Exercise goal -
Give back only the line containing "pub mod cache;" and every line after it through the end of the data below, transcribed exactly.

Data excerpts
+ + + + + + +
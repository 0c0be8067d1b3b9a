//! # Transcription Module
//!
//! Speech-to-text support built around an external whisper.cpp CLI engine.
//! The engine is a black box behind the `Transcriber` trait: this module
//! owns getting weights onto disk, keeping live handles bounded, and
//! handing the audio to the binary, never the model internals.
//!
//! ## Key Components:
//! - **Model catalog** (`model`): known model sizes, weight filenames and
//!   download sources, plus the `Transcriber` seam
//! - **Loader** (`loader`): downloads GGML weights into the managed cache
//!   directory and wraps them in an engine handle
//! - **Engine** (`engine`): subprocess driver for the whisper.cpp CLI with
//!   JSON output parsing
//! - **Cache accessor** (`cache`): in-process handle cache, capacity 2 with
//!   a 1h TTL, consulting the reclaimer before any new load
//!
//! ## Whisper Model Sizes:
//! - **tiny**: ~75MB, fastest but least accurate
//! - **base**: ~142MB, good balance for everyday audio
//! - **small**: ~466MB, better accuracy
//! - **medium**: ~1.5GB, strong with technical vocabulary
//! - **large**: ~2.9GB, best accuracy but slowest

pub mod cache;
pub mod engine;
pub mod loader;
pub mod model;

pub use cache::{CachedModelInfo, ModelCache};
pub use loader::{ModelLoader, WhisperCliLoader};
pub use model::{ModelSize, Segment, Transcriber, TranscriptionOutput};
+ + + + + + +
Answer area -
pub mod cache;
pub mod engine;
pub mod loader;
pub mod model;

pub use cache::{CachedModelInfo, ModelCache};
pub use loader::{ModelLoader, WhisperCliLoader};
pub use model::{ModelSize, Segment, Transcriber, TranscriptionOutput};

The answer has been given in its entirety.